He let her push him into the chimney-corner, and down into a seat; and then what did this sly, shocking girl do but sit on his knee and tell him nobody ever had such a papa before, and she could never possibly love any one half so much as she loved him, and weren’t he and she going to have a merry Christmas to-morrow?
“How about that pretty young man? Hey? What?” said Sir Godfrey, in high good-humour.
“Who?” snapped Elaine.
“I think this girl knows,” he answered, adopting a roguish countenance.
“Oh, I suppose you mean that little fellow this morning. Pooh!”
“Ho! ho!” said her father. “Ho! ho! Little fellow! He was a pretty large fellow in somebody’s eyes, I thought. What are you so red about? Ho! ho!” and the Baron popped his own eyes at her with vast relish.
“Really, papa,” said Miss Elaine, rising from his knee, with much coldness, “I hardly understand you, I think. If you find it amusing (and you seem to) to pretend that I——” she said no more, but gave a slight and admirable toss of the head. “And now I am very sleepy,” she added. “What hour is it?”
Sir Godfrey took out his grandfather’s sun-dial, and held it to the lamp. “Bless my soul,” he exclaimed; “it’s twenty-two o’clock.” (That’s ten at night nowadays, young people, and much too late for you to be down-stairs, any of you.)
“Get to your bed at once,” continued Sir Godfrey, “or you’ll never be dressed in time for Chapel on Christmas morning.”
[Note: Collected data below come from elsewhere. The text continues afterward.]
impl Instance {
    /// Read an instance from JSON.
    pub fn from_reader<R: Read>(r: R) -> Result<Instance> {
        Ok(serde_json::from_reader(r)?)
    }

    /// Read an instance from a JSON file.
    pub fn from_file(filename: &str) -> Result<Instance> {
        Instance::from_reader(std::io::BufReader::new(std::fs::File::open(filename)?))
    }

    /// Write the instance as pretty printed JSON.
    pub fn to_string(&self) -> Result<String> {
        Ok(serde_json::to_string_pretty(self)?)
    }

    /// The problem type as used in the JSON format.
    pub fn kind(&self) -> &'static str {
        match self {
            Instance::SpanningTree { .. } => "spanning-tree",
            Instance::MaxFlow { .. } => "max-flow",
            Instance::ShortestPath { .. } => "shortest-path",
            Instance::Assignment(_) => "assignment",
            Instance::Schedule(_) => "schedule",
            Instance::Transportation(_) => "transportation",
            Instance::Transshipment(_) => "transshipment",
        }
    }

    /// Solve the instance.
    pub fn solve(&self) -> Result<Outcome> {
        info!(problem = self.kind(), "solving instance");
        match self {
            Instance::SpanningTree { edges } => {
                let (g, w) = network(edges)?;
                let tree = minimum_spanning_tree(&g, |e| w[e.index()]);
                Ok(Outcome::SpanningTree(TreeOutcome {
                    edges: named_arcs(&g, tree.edges.iter().map(|&e| (e, w[e.index()]))),
                    weight: tree.weight,
                    spanning: tree.is_spanning(&g),
                }))
            }
            Instance::MaxFlow {
                arcs,
                source,
                sink,
                forward_only,
            } => {
                let (g, w) = network(arcs)?;
                let (s, t) = (g.node_or_err(source)?, g.node_or_err(sink)?);
                let policy = if *forward_only {
                    ResidualPolicy::ForwardOnly
                } else {
                    ResidualPolicy::Full
                };
                let mut maxflow = EdmondsKarp::new(&g).with_policy(policy);
                maxflow.solve(s, t, |e| w[e.index()])?;
                Ok(Outcome::MaxFlow(FlowOutcome {
                    value: maxflow.value(),
                    flows: named_arcs(&g, g.edges().map(|e| (e, maxflow.flow(e)))),
                    cut: names(&g, &maxflow.mincut()),
                    augmentations: maxflow
                        .augmentations()
                        .iter()
                        .map(|a| AugmentingPath {
                            nodes: names(&g, &a.nodes),
                            amount: a.amount,
                        })
                        .collect(),
                    forward_only: *forward_only,
                }))
            }
            Instance::ShortestPath {
                arcs,
                source,
                target,
                via,
                undirected,
            } => {
                let (g, w) = network(arcs)?;
                let dir = direction(*undirected);
                let stops = std::iter::once(source)
                    .chain(via.iter())
                    .chain(std::iter::once(target))
                    .map(|name| g.node_or_err(name))
                    .collect::<Result<Vec<_>>>()?;
                let path = dijkstra::find_path_via(&g, &stops, |e| w[e.index()], dir)?;
                Ok(Outcome::ShortestPath(PathOutcome {
                    stops: names(&g, &stops),
                    nodes: path.as_ref().map(|p| names(&g, &p.nodes)),
                    length: path.map(|p| p.length),
                }))
            }
            Instance::Assignment(p) => {
                let solution = p.solve()?;
                let deficits = if solution.state == SolutionState::Infeasible {
                    p.deficit_scenarios()?
                } else {
                    vec![]
                };
                Ok(Outcome::Assignment(AssignmentOutcome {
                    agents: p.agents.clone(),
                    tasks: p.tasks.clone(),
                    solution,
                    deficits,
                }))
            }
            Instance::Schedule(p) => Ok(Outcome::Schedule(ScheduleOutcome {
                agents: p.agents().to_vec(),
                tasks: p.tasks().to_vec(),
                periods: p.periods.iter().map(|q| q.name.clone()).collect(),
                solution: p.solve()?,
            })),
            Instance::Transportation(p) => {
                let plan = p.solve()?;
                let checks = if plan.state == SolutionState::Optimal {
                    plan.check(p)
                } else {
                    vec![]
                };
                Ok(Outcome::Transportation(TransportOutcome {
                    sources: p.sources.iter().map(|s| s.0.clone()).collect(),
                    destinations: p.destinations.iter().map(|d| d.0.clone()).collect(),
                    balance: p.balance(),
                    plan,
                    checks,
                }))
            }
            Instance::Transshipment(p) => {
                let plan = p.solve(Method::LinearProgram)?;
                let checks = if plan.state == SolutionState::Optimal {
                    plan.check(p)
                } else {
                    vec![]
                };
                Ok(Outcome::Transshipment(TransshipOutcome {
                    arcs: p.arcs.iter().map(|a| (a.from.clone(), a.to.clone())).collect(),
                    plan,
                    checks,
                }))
            }
        }
    }

    /// Verify an outcome of this instance by an independent method.
    pub fn verify(&self, outcome: &Outcome) -> Result<Verification> {
        let ver = match (self, outcome) {
            (Instance::SpanningTree { edges }, Outcome::SpanningTree(_)) => {
                let (g, w) = network(edges)?;
                let best = verify::spanning_trees(&g, |e| w[e.index()])?;
                Verification::compare("enumeration of spanning trees", best.map(|t| t.weight), outcome)
            }
            (Instance::MaxFlow { arcs, source, sink, .. }, Outcome::MaxFlow(flow)) => {
                let (g, w) = network(arcs)?;
                let (s, t) = (g.node_or_err(source)?, g.node_or_err(sink)?);
                let ver = match verify::min_cut(&g, s, t, |e| w[e.index()]) {
                    Ok((cap, cut)) => Verification::compare("enumeration of cuts", Some(cap), outcome)
                        .note(format!("minimum cut {{{}}}", names(&g, &cut).join(", "))),
                    Err(Error::TooLarge { .. }) => {
                        let mut maxflow = EdmondsKarp::new(&g);
                        maxflow.solve(s, t, |e| w[e.index()])?;
                        Verification::compare("edmonds-karp on the full residual network", Some(maxflow.value()), outcome)
                    }
                    Err(err) => return Err(err),
                };
                if flow.forward_only {
                    ver.note("augmenting paths used forward arcs only, the value is a lower bound".to_string())
                } else {
                    ver
                }
            }
            (
                Instance::ShortestPath {
                    arcs, via, undirected, ..
                },
                Outcome::ShortestPath(path),
            ) => {
                let (g, w) = network(arcs)?;
                let dir = direction(*undirected);
                let stops = path
                    .stops
                    .iter()
                    .map(|name| g.node_or_err(name))
                    .collect::<Result<Vec<_>>>()?;
                let mut length = Some(0.0);
                for leg in stops.windows(2) {
                    let l = verify::shortest_path_lp(&g, leg[0], leg[1], |e| w[e.index()], dir)?;
                    length = match (length, l) {
                        (Some(x), Some((y, _))) => Some(x + y),
                        _ => None,
                    };
                }
                let ver = Verification::compare("linear program", length, outcome);
                if via.is_empty() && stops.len() == 2 {
                    let paths = verify::simple_paths(&g, stops[0], stops[1], |e| w[e.index()], dir)?;
                    ver.note(format!("{} simple paths enumerated", paths.len()))
                } else {
                    ver
                }
            }
            (Instance::Assignment(p), Outcome::Assignment(_)) => {
                let best = verify::assignments(p)?;
                Verification::compare("enumeration of assignments", optimal(best.state, best.cost), outcome)
            }
            (Instance::Schedule(p), Outcome::Schedule(_)) => {
                let best = verify::schedules(p)?;
                Verification::compare("enumeration of schedules", optimal(best.state, best.cost), outcome)
            }
            (Instance::Transportation(p), Outcome::Transportation(t)) => {
                let plan = transport_network(p).solve(Method::NetworkFlow)?;
                let ver = Verification::compare("min cost flow", optimal(plan.state, plan.cost), outcome);
                let failed = t.checks.iter().filter(|c| !c.ok).count();
                ver.note(format!("{} of {} rows violated", failed, t.checks.len()))
            }
            (Instance::Transshipment(p), Outcome::Transshipment(t)) => {
                let plan = p.solve(Method::NetworkFlow)?;
                let ver = Verification::compare("min cost flow", optimal(plan.state, plan.cost), outcome);
                let failed = t.checks.iter().filter(|c| !c.ok).count();
                ver.note(format!("{} of {} rows violated", failed, t.checks.len()))
            }
            _ => {
                return Err(Error::InvalidData(format!(
                    "outcome does not belong to a {} instance",
                    self.kind()
                )))
            }
        };
        debug!(method = %ver.method, agrees = ver.agrees, "verification");
        Ok(ver)
    }
}

fn direction(undirected: bool) -> Direction {
    if undirected {
        Direction::Undirected
    } else {
        Direction::Directed
    }
}

/// Formulate a transportation problem as a transshipment network.
///
/// Unused supply and extra deliveries flow to an additional node whose
/// demand is the difference of total supply and total demand.
fn transport_network(p: &TransportationProblem) -> TransshipmentProblem {
    const EXTRA: &str = "*extra*";
    let src = |i: usize| format!("s{}:{}", i, p.sources[i].0);
    let dst = |j: usize| format!("d{}:{}", j, p.destinations[j].0);

    let mut nodes: Vec<(String, f64)> = (0..p.sources.len()).map(|i| (src(i), p.sources[i].1)).collect();
    nodes.extend((0..p.destinations.len()).map(|j| (dst(j), -p.destinations[j].1)));
    let surplus = p.total_supply() - p.total_demand();
    if surplus > 0.0 {
        nodes.push((EXTRA.to_string(), -surplus));
    }
    let mut t = TransshipmentProblem::new(&nodes);

    for (i, row) in p.costs.iter().enumerate() {
        for (j, c) in row.iter().enumerate() {
            if let Some(c) = *c {
                t = match p.route_limit(i, j) {
                    Some(max) => t.capacitated_arc(&src(i), &dst(j), c, max),
                    None => t.arc(&src(i), &dst(j), c),
                };
            }
        }
    }
    if surplus > 0.0 {
        if p.supply == SupplyMode::AtMost {
            for i in 0..p.sources.len() {
                t = t.arc(&src(i), EXTRA, 0.0);
            }
        }
        if p.demand == DemandMode::AtLeast {
            for j in 0..p.destinations.len() {
                t = t.arc(&dst(j), EXTRA, 0.0);
            }
        }
    }
    t
}

#[cfg(test)]
mod tests {
    use super::*;

    const MAXFLOW: &str = r#"{
        "problem": "max-flow",
        "arcs": [["s", "a", 1], ["s", "b", 1], ["a", "b", 1], ["a", "t", 1], ["b", "t", 1]],
        "source": "s",
        "sink": "t"
    }"#;

    #[test]
    fn test_read_max_flow() {
        let inst = Instance::from_reader(MAXFLOW.as_bytes()).unwrap();
        assert_eq!(inst.kind(), "max-flow");
        let out = inst.solve().unwrap();
        assert_eq!(out.value(), Some(2.0));
        let ver = inst.verify(&out).unwrap();
        assert!(ver.agrees);
        assert_eq!(ver.value, Some(2.0));
    }

    #[test]
    fn test_json_roundtrip() {
        let inst = Instance::from_reader(MAXFLOW.as_bytes()).unwrap();
        let text = inst.to_string().unwrap();
        assert!(text.contains("\"problem\": \"max-flow\""));
        assert!(text.contains("\"forward_only\": false"));
        let again = Instance::from_reader(text.as_bytes()).unwrap();
        assert_eq!(again.solve().unwrap().value(), Some(2.0));
    }

    #[test]
    fn test_shortest_path_via() {
        let inst = Instance::ShortestPath {
            arcs: vec![
                ("a".to_string(), "b".to_string(), 1.0),
                ("b".to_string(), "c".to_string(), 1.0),
                ("a".to_string(), "c".to_string(), 5.0),
            ],
            source: "a".to_string(),
            target: "c".to_string(),
            via: vec![],
            undirected: false,
        };
        let out = inst.solve().unwrap();
        match out {
            Outcome::ShortestPath(ref p) => {
                assert_eq!(p.length, Some(2.0));
                assert_eq!(p.nodes.as_ref().map(|n| n.len()), Some(3));
            }
            _ => panic!("wrong outcome"),
        }
        let ver = inst.verify(&out).unwrap();
        assert!(ver.agrees);
        assert_eq!(ver.notes, vec!["2 simple paths enumerated".to_string()]);
    }

    #[test]
    fn test_transport_network() {
        let p = TransportationProblem::new(
            &[("x", 5.0), ("y", 5.0)],
            &[("u", 3.0), ("v", 3.0)],
            vec![vec![1.0, 2.0], vec![3.0, 1.0]],
        );
        let inst = Instance::Transportation(p.clone());
        let out = inst.solve().unwrap();
        assert_eq!(out.value(), Some(6.0));
        assert!(inst.verify(&out).unwrap().agrees);

        // all supply must be shipped, the cheapest cells take the surplus
        let q = p.with_demand(DemandMode::AtLeast).with_supply(SupplyMode::Exact);
        let inst = Instance::Transportation(q);
        let out = inst.solve().unwrap();
        assert_eq!(out.value(), Some(10.0));
        assert!(inst.verify(&out).unwrap().agrees);
    }

    #[test]
    fn test_mismatch() {
        let inst = Instance::from_reader(MAXFLOW.as_bytes()).unwrap();
        let other = Instance::SpanningTree {
            edges: vec![("a".to_string(), "b".to_string(), 1.0)],
        };
        let out = other.solve().unwrap();
        assert!(matches!(inst.verify(&out), Err(Error::InvalidData(_))));
    }

    #[test]
    fn test_exit_status() {
        let inst = Instance::from_reader(MAXFLOW.as_bytes()).unwrap();
        let out = inst.solve().unwrap();
        let mut ver = inst.verify(&out).unwrap();
        assert_eq!(ver.exit_status(), 0);
        ver.agrees = false;
        assert_eq!(ver.exit_status(), 2);
    }

    #[test]
    fn test_unknown_node() {
        let text = MAXFLOW.replace("\"sink\": \"t\"", "\"sink\": \"z\"");
        let inst = Instance::from_reader(text.as_bytes()).unwrap();
        assert!(matches!(inst.solve(), Err(Error::UnknownNode(ref n)) if n == "z"));
    }
}
/// Number of `k` element subsets of an `n` element set, saturating at
/// `usize::MAX`.
fn binomial(n: usize, k: usize) -> usize {
    if k > n {
        return 0;
    }
    let k = k.min(n - k);
    let mut r: usize = 1;
    for i in 0..k {
        // r * (n - i) / (i + 1) is always integral
        r = match r.checked_mul(n - i) {
            Some(x) => x / (i + 1),
            None => return usize::MAX,
        };
    }
    r
}

/// Find a minimum spanning tree by trying every subset of `n - 1` edges.
///
/// Returns `None` if the network is not connected. Among trees of equal
/// weight the one with lexicographically smallest edge indices is returned.
pub fn spanning_trees<W, F>(g: &Network, weights: F) -> Result<Option<SpanningTree<W>>>
where
    W: NumAssign + PartialOrd + Copy,
    F: Fn(Edge) -> W,
{
    let n = g.num_nodes();
    if n <= 1 {
        return Ok(Some(SpanningTree {
            edges: vec![],
            weight: W::zero(),
        }));
    }
    let m = g.num_edges();
    let k = n - 1;
    let size = binomial(m, k);
    if size > MAX_COMBINATIONS {
        return Err(Error::TooLarge {
            what: "spanning tree enumeration",
            size,
            limit: MAX_COMBINATIONS,
        });
    }
    if m < k {
        return Ok(None);
    }

    let edges: Vec<Edge> = g.edges().collect();
    let mut best: Option<SpanningTree<W>> = None;
    let mut trees = 0;
    let mut idx: Vec<usize> = (0..k).collect();
    loop {
        let mut comps = DisjointSets::new(n);
        let is_tree = idx.iter().all(|&i| {
            let (u, v) = g.enodes(edges[i]);
            comps.union(u.index(), v.index())
        });
        if is_tree {
            trees += 1;
            let mut weight = W::zero();
            for &i in &idx {
                weight += weights(edges[i]);
            }
            if best.as_ref().map_or(true, |b| weight < b.weight) {
                best = Some(SpanningTree {
                    edges: idx.iter().map(|&i| edges[i]).collect(),
                    weight,
                });
            }
        }

        // next combination in lexicographic order
        let mut i = k;
        while i > 0 && idx[i - 1] == m - k + i - 1 {
            i -= 1;
        }
        if i == 0 {
            break;
        }
        idx[i - 1] += 1;
        for j in i..k {
            idx[j] = idx[j - 1] + 1;
        }
    }
    debug!(subsets = size, trees, "spanning trees enumerated");
    Ok(best)
}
So Elaine went to her room, and took off her clothes, and hung up her stocking at the foot of the bed. Did she go to sleep? Not she. She laid with eyes and ears wide open. And now alone here in the dark, where she had nothing to do but wait, she found her heart beating in answer to her anxious and expectant thoughts. She heard the wind come blustering from far off across the silent country. Then a snore from Mistletoe in the next room made her jump. Twice a bar of moonlight fell along the floor, wavering and weak, then sank out, and the pat of the snow-flakes began again. After a while came a step through the halls to her door, and stopped. She could scarcely listen, so hard she was breathing. Was her father going to turn the key in her door, after all? No such thought was any longer in his mind. She shut her eyes quickly as he entered. His candle shone upon her quiet head, that was nearly buried out of sight; then laughter shook him to see the stocking, and he went softly out. He had put on his bed-room slippers; but, as he intended to make a visit to the cellar before retiring, it seemed a prudent thing to wear his steel breast-plate; and over this he had slipped his quilted red silk dressing-gown, for it was a very cold night.